Was wondering what should I do? I was making Apfelwein, a Cornucopia Tropical Reisling and Skeeter Pee yesterday. I had two slurries from port wine kits but didn't want off flavors or colors for my first batch of SP. Any way I was in a mode pitching yeast and pitched some yeast in the Skeeter Pee bucket. I was supposed to wait 24-48 hours to let the preservative evaporate. Will it be okay to add yeast on the second day or wait and see? Thanks.


----------



## bzac (May 2, 2012)

Make a starter instead.

Less chance of h2s than a slurry anyway.

Get your starter going with a strong yeast like 1118 and you can use welches juice makers white juice or similar.
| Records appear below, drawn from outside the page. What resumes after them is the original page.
use assert_matches::assert_matches;
use axum::extract::{Extension, Path, State};
use axum::Json;
use axum_extra::TypedHeader;
use chrono::{Duration, Utc};
use headers::{authorization::Bearer, Authorization};
use serde_json::json;
use uuid::Uuid;
use wiremock::matchers::{method, path};
use wiremock::{Mock, MockServer, ResponseTemplate};

use shared_models::{auth::User, error::AppError};
use shared_utils::test_utils::{MockSupabaseResponses, TestConfig};
use slot_cell::handlers;
use slot_cell::models::CreateSlotRequest;

fn create_test_user_extension(role: &str, id: &str) -> Extension<User> {
    Extension(User {
        id: id.to_string(),
        email: Some(format!("{}@example.com", role)),
        role: Some(role.to_string()),
        metadata: None,
        created_at: Some(Utc::now()),
    })
}

fn create_auth_header(token: &str) -> TypedHeader<Authorization<Bearer>> {
    let auth = Authorization::bearer(token).unwrap();
    TypedHeader(auth)
}

#[tokio::test]
async fn patients_cannot_create_slots() {
    let config = TestConfig::default();

    let request = CreateSlotRequest {
        start_time: Utc::now() + Duration::days(1),
        duration_minutes: 30,
        fee: 150.0,
    };

    let result = handlers::create_slot(
        State(config.to_arc()),
        create_auth_header("token"),
        create_test_user_extension("patient", &Uuid::new_v4().to_string()),
        Json(request),
    )
    .await;

    assert_matches!(result, Err(AppError::Auth(_)));
}

#[tokio::test]
async fn doctors_cannot_delete_other_doctors_slots() {
    let mock_server = MockServer::start().await;
    let config = TestConfig::with_supabase_url(&mock_server.uri());

    let slot_id = Uuid::new_v4();
    let owner_id = Uuid::new_v4();
    let future = (Utc::now() + Duration::days(1)).to_rfc3339();

    Mock::given(method("GET"))
        .and(path("/rest/v1/appointment_slots"))
        .respond_with(ResponseTemplate::new(200).set_body_json(json!([
            MockSupabaseResponses::slot_response(
                &slot_id.to_string(),
                &owner_id.to_string(),
                &future,
                false,
            )
        ])))
        .mount(&mock_server)
        .await;

    let result = handlers::delete_slot(
        State(config.to_arc()),
        Path(slot_id),
        create_auth_header("token"),
        create_test_user_extension("doctor", &Uuid::new_v4().to_string()),
    )
    .await;

    assert_matches!(result, Err(AppError::Auth(_)));
}

#[tokio::test]
async fn doctor_creates_own_slot() {
    let mock_server = MockServer::start().await;
    let config = TestConfig::with_supabase_url(&mock_server.uri());

    let doctor_id = Uuid::new_v4();
    let slot_id = Uuid::new_v4();
    let start_time = Utc::now() + Duration::days(2);

    Mock::given(method("GET"))
        .and(path("/rest/v1/appointment_slots"))
        .respond_with(ResponseTemplate::new(200).set_body_json(json!([])))
        .mount(&mock_server)
        .await;

    Mock::given(method("POST"))
        .and(path("/rest/v1/appointment_slots"))
        .respond_with(ResponseTemplate::new(201).set_body_json(json!([
            MockSupabaseResponses::slot_response(
                &slot_id.to_string(),
                &doctor_id.to_string(),
                &start_time.to_rfc3339(),
                false,
            )
        ])))
        .mount(&mock_server)
        .await;

    let request = CreateSlotRequest {
        start_time,
        duration_minutes: 30,
        fee: 150.0,
    };

    let result = handlers::create_slot(
        State(config.to_arc()),
        create_auth_header("token"),
        create_test_user_extension("doctor", &doctor_id.to_string()),
        Json(request),
    )
    .await;

    let Json(body) = result.unwrap();
    assert_eq!(body["success"], json!(true));
    assert_eq!(body["slot"]["doctor_id"], json!(doctor_id.to_string()));
}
Get that going well for 3 days and add it to your pee


----------



## Arne (May 2, 2012)

Give it a couple of days and see if it takes off. If not, make a starter and dump it in. You could make a starter now and wait a couple of days. If it doesn't take off, you can use the starter. If it does take off, start another batch and you will have a starter. Win Win situation. By the way, you probably need to start another batch. Most folks have found they don't have nearly enough. That's speaking from experience. LOL, Arne.


----------



## tykyle39 (May 4, 2012)

bzac said:


> Make a starter instead.
> 
> Less chance of h2s than a slurry anyway.
> 
> ...



Okay so no fermentation in the bucket. I couldn't find welches that didn't have a preservative so I used apple juice concentrate. First I added the yeast to half the concentrate. Waited an hour and activity was noted. I then added 2 cups of skeeter pee must and put it in one of the empty water jugs I used to make the must. There is activity for sure. Should I just gradually add more must to make a gallon then add to my bucket? Thanks in advance.


----------



## Arne (May 4, 2012)

If it was me, I would put a little more of the must in it, wait til tomorrow, and dump er in, unless I was in a big hurry, then I would try just dumpin it in. Your choice. Arne.


----------



## tykyle39 (May 6, 2012)

Arne said:


> If it was me, I would put a little more of the must in it, wait til tomorrow, and dump er in, unless I was in a big hurry, then I would try just dumpin it in. Your choice. Arne.



Thanks bzac and Arne. I waited 3 days adding some skeeter pee each day totaling 1 gallon then added it back to the must bucket. Happy to say fermentation is perking along.


----------